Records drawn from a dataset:
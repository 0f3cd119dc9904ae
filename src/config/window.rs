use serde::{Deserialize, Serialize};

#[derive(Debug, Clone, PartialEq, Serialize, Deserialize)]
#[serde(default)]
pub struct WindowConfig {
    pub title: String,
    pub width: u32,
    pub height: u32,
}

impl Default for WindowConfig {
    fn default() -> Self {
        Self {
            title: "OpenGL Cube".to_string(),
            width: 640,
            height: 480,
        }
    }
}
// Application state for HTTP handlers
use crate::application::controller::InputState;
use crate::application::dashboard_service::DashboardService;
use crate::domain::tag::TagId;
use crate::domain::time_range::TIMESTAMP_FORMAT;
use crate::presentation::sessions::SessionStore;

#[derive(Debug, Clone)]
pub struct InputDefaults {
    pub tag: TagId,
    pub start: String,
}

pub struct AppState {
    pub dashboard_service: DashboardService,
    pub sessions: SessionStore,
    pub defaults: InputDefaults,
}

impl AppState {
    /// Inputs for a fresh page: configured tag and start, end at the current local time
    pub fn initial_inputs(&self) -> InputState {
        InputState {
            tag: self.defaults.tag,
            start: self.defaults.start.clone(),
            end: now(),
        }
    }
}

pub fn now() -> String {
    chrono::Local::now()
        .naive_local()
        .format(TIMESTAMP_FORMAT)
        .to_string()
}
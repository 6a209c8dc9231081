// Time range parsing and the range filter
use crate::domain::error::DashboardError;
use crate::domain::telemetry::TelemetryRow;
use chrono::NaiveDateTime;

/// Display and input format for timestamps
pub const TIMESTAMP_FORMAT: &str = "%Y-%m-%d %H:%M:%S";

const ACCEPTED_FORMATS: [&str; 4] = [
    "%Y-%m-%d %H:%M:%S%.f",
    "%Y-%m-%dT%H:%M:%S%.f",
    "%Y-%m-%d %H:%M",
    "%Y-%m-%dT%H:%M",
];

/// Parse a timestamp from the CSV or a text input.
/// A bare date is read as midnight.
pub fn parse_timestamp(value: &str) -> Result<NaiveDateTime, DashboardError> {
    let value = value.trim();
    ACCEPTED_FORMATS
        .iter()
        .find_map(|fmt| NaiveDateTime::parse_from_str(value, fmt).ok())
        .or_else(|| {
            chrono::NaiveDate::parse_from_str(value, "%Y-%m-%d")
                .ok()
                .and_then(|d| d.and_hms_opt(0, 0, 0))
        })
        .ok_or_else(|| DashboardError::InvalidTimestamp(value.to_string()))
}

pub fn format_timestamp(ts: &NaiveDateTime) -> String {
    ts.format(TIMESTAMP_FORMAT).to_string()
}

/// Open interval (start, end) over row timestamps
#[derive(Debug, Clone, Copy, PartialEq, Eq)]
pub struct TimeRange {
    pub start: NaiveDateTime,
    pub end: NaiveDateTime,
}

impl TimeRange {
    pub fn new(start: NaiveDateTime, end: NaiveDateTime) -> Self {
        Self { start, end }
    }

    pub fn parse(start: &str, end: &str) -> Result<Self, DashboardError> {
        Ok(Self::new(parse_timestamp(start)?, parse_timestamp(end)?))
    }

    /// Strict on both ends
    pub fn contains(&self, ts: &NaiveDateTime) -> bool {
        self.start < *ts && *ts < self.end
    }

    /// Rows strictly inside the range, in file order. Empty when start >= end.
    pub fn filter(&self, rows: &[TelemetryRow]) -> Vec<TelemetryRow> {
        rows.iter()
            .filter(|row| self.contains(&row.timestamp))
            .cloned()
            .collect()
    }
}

> EXERCISE AIM
Wherever "InputState" appears in a line of the entries, copy that line.

> RESULT OF THIS TASK
use crate::application::controller::InputState;
    pub fn initial_inputs(&self) -> InputState {
        InputState {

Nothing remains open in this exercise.